Where does the word "bounded" show up in the records? Copy every line that has it.

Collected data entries
[Start of section]
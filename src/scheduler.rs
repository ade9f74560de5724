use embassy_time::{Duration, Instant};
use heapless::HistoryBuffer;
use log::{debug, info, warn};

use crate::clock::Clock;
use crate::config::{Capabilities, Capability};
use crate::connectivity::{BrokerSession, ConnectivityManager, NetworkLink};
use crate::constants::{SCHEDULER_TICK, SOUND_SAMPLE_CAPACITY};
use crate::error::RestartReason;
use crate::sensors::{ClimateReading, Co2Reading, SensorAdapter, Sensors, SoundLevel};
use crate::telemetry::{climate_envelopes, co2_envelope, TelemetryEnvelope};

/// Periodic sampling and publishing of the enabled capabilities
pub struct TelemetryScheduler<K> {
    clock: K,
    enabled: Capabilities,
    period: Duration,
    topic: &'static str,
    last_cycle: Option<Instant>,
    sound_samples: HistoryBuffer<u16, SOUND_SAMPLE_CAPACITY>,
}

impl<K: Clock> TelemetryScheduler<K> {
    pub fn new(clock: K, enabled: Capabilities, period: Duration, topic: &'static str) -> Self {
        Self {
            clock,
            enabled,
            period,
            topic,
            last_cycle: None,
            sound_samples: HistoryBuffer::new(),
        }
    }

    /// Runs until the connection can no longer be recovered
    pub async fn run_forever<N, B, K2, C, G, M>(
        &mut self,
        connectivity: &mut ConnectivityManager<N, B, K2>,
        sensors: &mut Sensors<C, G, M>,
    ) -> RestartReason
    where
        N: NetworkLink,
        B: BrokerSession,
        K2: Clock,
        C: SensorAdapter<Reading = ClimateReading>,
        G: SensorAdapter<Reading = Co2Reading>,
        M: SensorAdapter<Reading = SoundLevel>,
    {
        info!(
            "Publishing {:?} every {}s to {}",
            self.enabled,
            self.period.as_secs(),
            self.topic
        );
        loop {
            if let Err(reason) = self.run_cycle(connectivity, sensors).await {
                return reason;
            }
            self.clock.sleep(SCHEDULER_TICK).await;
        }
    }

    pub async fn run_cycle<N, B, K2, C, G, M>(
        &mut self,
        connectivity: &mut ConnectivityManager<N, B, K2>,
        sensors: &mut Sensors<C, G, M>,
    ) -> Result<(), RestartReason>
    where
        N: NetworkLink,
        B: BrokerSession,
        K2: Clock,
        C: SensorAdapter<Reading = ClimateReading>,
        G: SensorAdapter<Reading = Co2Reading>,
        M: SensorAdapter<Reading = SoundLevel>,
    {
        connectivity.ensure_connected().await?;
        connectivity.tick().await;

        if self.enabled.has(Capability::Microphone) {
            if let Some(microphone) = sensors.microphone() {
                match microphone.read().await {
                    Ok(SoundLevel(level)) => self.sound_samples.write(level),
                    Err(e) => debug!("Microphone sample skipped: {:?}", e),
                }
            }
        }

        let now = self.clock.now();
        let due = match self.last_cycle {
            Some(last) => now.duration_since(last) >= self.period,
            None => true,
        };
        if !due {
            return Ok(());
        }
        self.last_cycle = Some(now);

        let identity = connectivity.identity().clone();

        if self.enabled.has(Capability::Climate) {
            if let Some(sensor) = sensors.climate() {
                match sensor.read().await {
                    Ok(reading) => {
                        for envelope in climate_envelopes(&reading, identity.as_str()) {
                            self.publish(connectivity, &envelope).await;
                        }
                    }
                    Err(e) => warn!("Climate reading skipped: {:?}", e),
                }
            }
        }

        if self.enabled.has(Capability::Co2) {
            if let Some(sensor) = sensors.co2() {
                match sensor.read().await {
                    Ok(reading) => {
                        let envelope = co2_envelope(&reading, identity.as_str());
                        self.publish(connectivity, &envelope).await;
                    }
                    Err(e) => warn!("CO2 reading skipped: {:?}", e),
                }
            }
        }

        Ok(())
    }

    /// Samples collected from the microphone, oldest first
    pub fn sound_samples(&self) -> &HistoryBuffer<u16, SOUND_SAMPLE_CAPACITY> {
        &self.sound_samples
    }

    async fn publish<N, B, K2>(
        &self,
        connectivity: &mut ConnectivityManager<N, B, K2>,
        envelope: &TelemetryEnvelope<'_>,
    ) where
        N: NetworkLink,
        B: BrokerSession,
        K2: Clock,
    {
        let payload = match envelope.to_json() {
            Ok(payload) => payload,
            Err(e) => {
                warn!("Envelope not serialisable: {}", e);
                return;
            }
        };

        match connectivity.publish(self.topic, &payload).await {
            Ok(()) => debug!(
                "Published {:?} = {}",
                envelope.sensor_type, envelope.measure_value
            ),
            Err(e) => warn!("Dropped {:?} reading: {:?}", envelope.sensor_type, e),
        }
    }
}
[End of section]
[Start of section]
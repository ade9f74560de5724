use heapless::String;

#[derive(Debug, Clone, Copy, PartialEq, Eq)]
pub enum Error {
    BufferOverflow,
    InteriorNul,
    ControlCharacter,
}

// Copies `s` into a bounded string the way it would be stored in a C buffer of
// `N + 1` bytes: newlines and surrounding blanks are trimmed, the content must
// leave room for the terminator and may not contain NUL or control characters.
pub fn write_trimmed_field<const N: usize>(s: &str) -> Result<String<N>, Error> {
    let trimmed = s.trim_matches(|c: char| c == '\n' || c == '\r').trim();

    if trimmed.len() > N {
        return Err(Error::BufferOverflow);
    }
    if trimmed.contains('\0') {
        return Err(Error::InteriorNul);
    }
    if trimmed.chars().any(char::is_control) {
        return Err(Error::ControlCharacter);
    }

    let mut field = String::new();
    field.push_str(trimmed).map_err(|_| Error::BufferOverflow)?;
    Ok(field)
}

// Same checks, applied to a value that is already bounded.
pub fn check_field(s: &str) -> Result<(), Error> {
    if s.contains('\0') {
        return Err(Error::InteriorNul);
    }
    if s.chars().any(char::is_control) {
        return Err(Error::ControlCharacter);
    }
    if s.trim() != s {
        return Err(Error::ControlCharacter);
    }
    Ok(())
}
[End of section]
Answer box
// Copies `s` into a bounded string the way it would be stored in a C buffer of
// Same checks, applied to a value that is already bounded.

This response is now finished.